Stored data entries:
- Opening Delimiter -

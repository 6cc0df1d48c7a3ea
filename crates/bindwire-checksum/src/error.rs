/// Errors that can occur while computing or checking a checksum.
#[derive(Debug, thiserror::Error)]
pub enum ChecksumError {
    /// The payload is not a valid hex digit sequence.
    #[error("invalid hex payload {input:?}: {source}")]
    Decode {
        input: String,
        source: hex::FromHexError,
    },

    /// The text is too short to carry the checksum being verified.
    #[error("text too short for checksum ({len} chars, need at least {needed})")]
    TooShort { len: usize, needed: usize },

    /// The register width is outside `1..=32`.
    #[error("checksum width {width} is outside 1..=32")]
    InvalidWidth { width: u32 },
}

pub type Result<T> = std::result::Result<T, ChecksumError>;
/// Errors that can occur while encoding, decoding or transmitting VBus messages.
#[derive(Debug, thiserror::Error)]
pub enum VbusError {
    /// A checksum byte does not match the bytes it covers.
    #[error("checksum mismatch at offset {offset} (expected 0x{expected:02X}, got 0x{actual:02X})")]
    InvalidChecksum {
        offset: usize,
        expected: u8,
        actual: u8,
    },

    /// A byte after SYNC has its MSB set.
    #[error("byte at offset {offset} has MSB set")]
    MsbSet { offset: usize },

    /// The protocol version byte is not 1.0, 2.0 or 3.0.
    #[error("unsupported protocol version 0x{0:02X}")]
    UnsupportedProtocol(u8),

    /// The message announces more frames than allowed.
    #[error("too many frames ({count}, max {max})")]
    TooManyFrames { count: usize, max: usize },

    /// The payload does not fit the frame layout of its protocol.
    #[error("invalid payload length {len}: {reason}")]
    PayloadLength { len: usize, reason: &'static str },

    /// A header field cannot be expressed in 7-bit wire bytes.
    #[error("{field} 0x{value:X} is not representable on the wire")]
    Unrepresentable { field: &'static str, value: u32 },

    /// The sink or source failed.
    #[error("VBus I/O error: {0}")]
    Io(#[from] std::io::Error),

    /// The connection was closed before a complete message was transferred.
    #[error("connection closed (incomplete message)")]
    ConnectionClosed,
}

pub type Result<T> = std::result::Result<T, VbusError>;
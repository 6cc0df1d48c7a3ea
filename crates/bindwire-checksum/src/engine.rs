use std::borrow::Cow;
use std::fmt;

use crate::error::{ChecksumError, Result};
use crate::params::{Algorithm, ChecksumParameters, InputEncoding};

/// Final register value of a checksum run.
#[derive(Debug, Clone, Copy, PartialEq, Eq)]
pub struct ChecksumResult {
    /// Register value, already masked to the parameter width.
    pub value: u32,
    /// Register width in bits.
    pub width: u32,
}

impl ChecksumResult {
    /// Number of hex digits in the rendered form.
    pub fn hex_width(&self) -> usize {
        self.width.div_ceil(4) as usize
    }
}

/// Renders as `ceil(width / 4)` zero-padded uppercase hex digits.
impl fmt::Display for ChecksumResult {
    fn fmt(&self, f: &mut fmt::Formatter<'_>) -> fmt::Result {
        write!(f, "{:0width$X}", self.value, width = self.hex_width())
    }
}

/// Compute the checksum of a textual payload.
///
/// Hex-digit payloads are decoded first; odd length or a non-hex digit
/// fails with [`ChecksumError::Decode`].
pub fn compute_checksum(payload: &str, params: &ChecksumParameters) -> Result<ChecksumResult> {
    let bytes = payload_bytes(payload, params)?;
    Ok(compute_bytes(&bytes, params))
}

/// Run the register over raw bytes.
pub fn compute_bytes(bytes: &[u8], params: &ChecksumParameters) -> ChecksumResult {
    let mask = params.mask();
    let top = params.top_bit();
    let mut register = params.init();

    match params.algorithm() {
        Algorithm::BitSerial => {
            for &byte in bytes {
                for bit in (0..8).rev() {
                    let data_bit = (byte >> bit) & 1 == 1;
                    let top_bit = register & top != 0;
                    register = (register << 1) & mask;
                    if data_bit ^ top_bit {
                        register ^= params.polynomial();
                    }
                }
            }
        }
        Algorithm::ByteXor => {
            for &byte in bytes {
                register ^= u32::from(byte);
                for _ in 0..8 {
                    let top_bit = register & top != 0;
                    register <<= 1;
                    if top_bit {
                        register ^= params.polynomial();
                    }
                    register &= mask;
                }
            }
        }
    }

    ChecksumResult {
        value: register & mask,
        width: params.width(),
    }
}

/// Append the rendered checksum to the payload.
///
/// When the parameter set asks for it the payload is uppercased too;
/// otherwise only the appended digits are uppercase.
pub fn append_checksum(payload: &str, params: &ChecksumParameters) -> Result<String> {
    let checksum = compute_checksum(payload, params)?;
    if params.uppercase_input() {
        Ok(format!("{}{checksum}", payload.to_uppercase()))
    } else {
        Ok(format!("{payload}{checksum}"))
    }
}

/// Check that the trailing digits of `text` are the checksum of the rest.
///
/// Digits are compared case-insensitively. Returns `Ok(false)` on mismatch.
pub fn verify_checksum(text: &str, params: &ChecksumParameters) -> Result<bool> {
    let needed = params.hex_width();
    if text.len() < needed {
        return Err(ChecksumError::TooShort {
            len: text.len(),
            needed,
        });
    }

    let split = text.len() - needed;
    if !text.is_char_boundary(split) {
        return Ok(false);
    }
    let (payload, digits) = text.split_at(split);
    if !digits.bytes().all(|b| b.is_ascii_hexdigit()) {
        return Ok(false);
    }
    let Ok(expected) = u32::from_str_radix(digits, 16) else {
        return Ok(false);
    };

    let actual = compute_checksum(payload, params)?;
    if actual.value != expected {
        tracing::debug!(
            expected = %digits,
            actual = %actual,
            "checksum mismatch"
        );
        return Ok(false);
    }
    Ok(true)
}

fn payload_bytes<'a>(payload: &'a str, params: &ChecksumParameters) -> Result<Cow<'a, [u8]>> {
    match params.input() {
        InputEncoding::RawBytes => Ok(Cow::Borrowed(payload.as_bytes())),
        InputEncoding::HexDigits => hex::decode(payload)
            .map(Cow::Owned)
            .map_err(|source| ChecksumError::Decode {
                input: payload.to_string(),
                source,
            }),
    }
}
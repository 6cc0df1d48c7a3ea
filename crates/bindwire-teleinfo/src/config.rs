/// Controls how strictly frames are parsed.
#[derive(Debug, Clone, Copy, PartialEq, Eq)]
pub struct ParseConfig {
    /// When true, every group checksum is checked.
    pub verify_checksums: bool,
    /// When true, the frame must be wrapped in STX/ETX.
    pub require_delimiters: bool,
}

impl Default for ParseConfig {
    fn default() -> Self {
        Self {
            verify_checksums: true,
            require_delimiters: false,
        }
    }
}
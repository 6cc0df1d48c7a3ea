fn main() {
    if let Ok(target) = std::env::var("TARGET") {
        println!("cargo:rustc-env=BINDWIRE_BUILD_TARGET={target}");
    }
    println!("cargo:rerun-if-env-changed=TARGET");
}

- Closing Delimiter -

● **Task goal**: From the line that has "its MSB set." through the line that has "usize, max: usize", copy every line exactly as it appears above, and leave out all others.

● **Written reply**:
    /// A byte after SYNC has its MSB set.
    #[error("byte at offset {offset} has MSB set")]
    MsbSet { offset: usize },

    /// The protocol version byte is not 1.0, 2.0 or 3.0.
    #[error("unsupported protocol version 0x{0:02X}")]
    UnsupportedProtocol(u8),

    /// The message announces more frames than allowed.
    #[error("too many frames ({count}, max {max})")]
    TooManyFrames { count: usize, max: usize },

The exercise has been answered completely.